> Instructions for the task
Write out the listing below again, precisely as it is given.

> Input

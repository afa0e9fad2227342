//! A2A (Agent-to-Agent) server side
//!
//! - Types: JSON-RPC envelopes, tasks, messages and the agent card
//! - Executor: bridges a task request to the chat agent
//! - Handler: task lifecycle on top of an executor and a store
//! - Server: axum router and listener

pub mod executor;
pub mod handler;
pub mod server;
pub mod store;
pub mod types;

pub use executor::{weather_agent_card, AgentExecutor, RequestContext, WeatherAgentExecutor};
pub use handler::{DefaultRequestHandler, RequestHandler};
pub use server::{router, serve, AGENT_CARD_PATH, LEGACY_AGENT_CARD_PATH};
pub use store::{InMemoryTaskStore, TaskStore};
pub use types::*;

use anyhow::Result;
use std::sync::Arc;

use crate::core::ChatAgent;

/// Expose `agent` as an A2A server on `host:port` until Ctrl-C.
pub async fn serve_agent(agent: Arc<ChatAgent>, host: &str, port: u16) -> Result<()> {
    let executor = Arc::new(WeatherAgentExecutor::new(agent));
    let store = Arc::new(InMemoryTaskStore::new());
    let handler = Arc::new(DefaultRequestHandler::new(executor, store));
    let card = weather_agent_card(format!("http://{}:{}/", host, port));

    serve(host, port, router(card, handler)).await
}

> Answer section
repository afa0e9fad2227342
//! A2A (Agent-to-Agent) server side
//!
//! - Types: JSON-RPC envelopes, tasks, messages and the agent card
//! - Executor: bridges a task request to the chat agent
//! - Handler: task lifecycle on top of an executor and a store
//! - Server: axum router and listener

pub mod executor;
pub mod handler;
pub mod server;
pub mod store;
pub mod types;

pub use executor::{weather_agent_card, AgentExecutor, RequestContext, WeatherAgentExecutor};
pub use handler::{DefaultRequestHandler, RequestHandler};
pub use server::{router, serve, AGENT_CARD_PATH, LEGACY_AGENT_CARD_PATH};
pub use store::{InMemoryTaskStore, TaskStore};
pub use types::*;

use anyhow::Result;
use std::sync::Arc;

use crate::core::ChatAgent;

/// Expose `agent` as an A2A server on `host:port` until Ctrl-C.
pub async fn serve_agent(agent: Arc<ChatAgent>, host: &str, port: u16) -> Result<()> {
    let executor = Arc::new(WeatherAgentExecutor::new(agent));
    let store = Arc::new(InMemoryTaskStore::new());
    let handler = Arc::new(DefaultRequestHandler::new(executor, store));
    let card = weather_agent_card(format!("http://{}:{}/", host, port));

    serve(host, port, router(card, handler)).await
}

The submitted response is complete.